During the campaign, Hampton was supported by former chair of the San Francisco Democratic Party Matthew Rothschild and Matt Gonzalez, the former president of the San Francisco Board of Supervisors.

Hampton was defeated by John Garamendi, the former Lieutenant Governor of California.

=== Post-campaign work ===
After his Congressional campaign, Hampton began working as Chief Organizer and Vice President of Business Development at NationBuilder, a Los Angeles tech startup specializing in content management and digital organizing, and which served clients such as California Governor Jerry Brown and Los Angeles Mayor Eric Garcetti. In 2015, Hampton left NationBuilder and founded a consulting firm, The Adriel Hampton Group. Also in 2015, he co-founded and served as President of Pinpoint Predictive, a San Francisco startup pioneering predictive personality advertising. Adriel's consulting firm specializes in digital advertising and community building. Hampton's clients have included phone and email append provider Accurate Append, mobile canvassing app Ecanvasser, and the activist toolset Do Gooder. He is an adviser to VoterCircle.

=== The Really Online Lefty League PAC and opposition to Facebook ===
The Really Online Lefty League (TROLL) is a political action committee (PAC) formed by Hampton. The rollout of the PAC, created in collaboration with the Institute for Progressive Memetics, included a fake advertisement for the Green New Deal. The PAC gained recognition for launching an advertisement describing conservative Senator Lindsey Graham as being in favor of Green New Deal legislation to highlight the issues stemming from Facebook's political advertising policies.

Public awareness of social media use in politics and disinformation grew in 2019 due to a congressional hearing in which Alexandria Ocasio-Cortez questioned Facebook CEO Mark Zuckerberg as to whether Facebook would be taking down ads from politicians that spread false information. Zuckerberg replied that they probably would not.

In 2019, TROLL was noted for putting up digital billboards along the Interstate 15 in Utah as well as in other states with a photo of Zuckerberg and President Donald Trump with the caption "Trump - Zuckerberg 2020" in order to raise awareness to the potential impact of Facebook's advertising policies in assisting Trump's reelection bid.

In 2020, Hampton and TROLL released a YouTube ad against Congressman Ken Calvert in the election for California's 42nd congressional district.
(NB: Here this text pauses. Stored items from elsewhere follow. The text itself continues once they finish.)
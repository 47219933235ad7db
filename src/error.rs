//! Error types for doclink.
//!
//! Every failure a caller can observe is a [`DocLinkError`]. The enum is
//! `Clone` so one failure (a rejected room subscribe, a session close) can be
//! delivered to every waiter it concerns.

use thiserror::Error;

/// Result type for doclink operations.
pub type Result<T> = std::result::Result<T, DocLinkError>;

/// Errors that can occur while talking to the backend.
#[derive(Error, Debug, Clone, PartialEq, Eq)]
pub enum DocLinkError {
    /// Request attempted while the session is not connected and could not be queued.
    #[error("Not connected: {0}")]
    NotConnected(String),

    /// No response arrived before the deadline.
    #[error("Timeout: {0}")]
    Timeout(String),

    /// The offline queue is full and the policy rejects new entries.
    #[error("Offline queue is full (capacity {capacity})")]
    QueueCapacity { capacity: usize },

    /// The request was evicted or flushed out of the offline queue.
    #[error("Request discarded from offline queue: {0}")]
    QueueDiscarded(String),

    /// The request spent longer than its TTL in the offline queue.
    #[error("Request expired in offline queue: {0}")]
    QueueExpired(String),

    /// The session was closed while the request or room was pending.
    #[error("Session closed")]
    Closed,

    /// The backend rejected a subscribe or unsubscribe call.
    #[error("Subscription error: {0}")]
    SubscriptionError(String),

    /// The backend answered with an error payload.
    #[error("Server error ({status_code}): {message}")]
    ServerError { status_code: u16, message: String },

    /// The transport failed to open, send, or stay connected.
    #[error("Transport error: {0}")]
    TransportError(String),

    #[error("Serialization error: {0}")]
    SerializationError(String),

    #[error("Configuration error: {0}")]
    ConfigurationError(String),

    /// The request itself is malformed (e.g. duplicate request id).
    #[error("Invalid request: {0}")]
    InvalidRequest(String),

    /// The caller abandoned the operation.
    #[error("Operation cancelled")]
    Cancelled,

    #[error("Internal error: {0}")]
    InternalError(String),
}

impl DocLinkError {
    /// Shorthand for the error returned when the session task has gone away.
    pub(crate) fn task_gone() -> Self {
        DocLinkError::InternalError("Session task is not running".to_string())
    }

    /// Returns `true` for errors produced by the offline queue admission policy.
    pub fn is_queue_error(&self) -> bool {
        matches!(
            self,
            DocLinkError::QueueCapacity { .. }
                | DocLinkError::QueueDiscarded(_)
                | DocLinkError::QueueExpired(_)
        )
    }
}

impl From<serde_json::Error> for DocLinkError {
    fn from(err: serde_json::Error) -> Self {
        DocLinkError::SerializationError(err.to_string())
    }
}

#[cfg(test)]
mod tests {
    use super::*;

    #[test]
    fn test_display_messages() {
        assert_eq!(
            DocLinkError::QueueCapacity { capacity: 2 }.to_string(),
            "Offline queue is full (capacity 2)"
        );
        assert_eq!(
            DocLinkError::ServerError {
                status_code: 404,
                message: "missing".into()
            }
            .to_string(),
            "Server error (404): missing"
        );
        assert_eq!(DocLinkError::Closed.to_string(), "Session closed");
    }

    #[test]
    fn test_queue_error_classification() {
        assert!(DocLinkError::QueueCapacity { capacity: 1 }.is_queue_error());
        assert!(DocLinkError::QueueDiscarded("x".into()).is_queue_error());
        assert!(DocLinkError::QueueExpired("x".into()).is_queue_error());
        assert!(!DocLinkError::Closed.is_queue_error());
    }

    #[test]
    fn test_from_serde_error() {
        let err = serde_json::from_str::<serde_json::Value>("{").unwrap_err();
        let converted: DocLinkError = err.into();
        assert!(matches!(converted, DocLinkError::SerializationError(_)));
    }
}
=== 2022 gubernatorial campaign ===
On October 29, 2019, Hampton announced he was running for governor of California in order to run fake Facebook ads. Stating that "we have some pretty serious issues of corporations now basically running society and I think Facebook is the grossest example of that", Hampton pledged that his gubernatorial campaign would serve to highlight issues stemming from the platform. A spokesperson for Facebook has since responded to his candidacy, stating that "[Hampton] has made clear he registered as a candidate to get around our policies, so his content, including ads, will continue to be eligible for third-party fact-checking."

Despite Facebook's statement, Hampton successfully ran and promoted additional fake ads as a candidate, including one that suggested Sean Hannity was replacing Mike Pence as Donald Trump's running mate, and another where Mitch McConnell appeared to publicly support impeachment of Trump.

In a 2019 editorial, the Los Angeles Times' Jon Healy wrote that Hampton "may be the most interesting gubernatorial candidate in the country at the moment" because of Hampton's targeting of Facebook as a source of political misinformation. Hampton has stated that climate change played a major role in his decision to run for governor, arguing that incumbent Gavin Newsom is tied too closely to the Pacific Gas and Electric Company.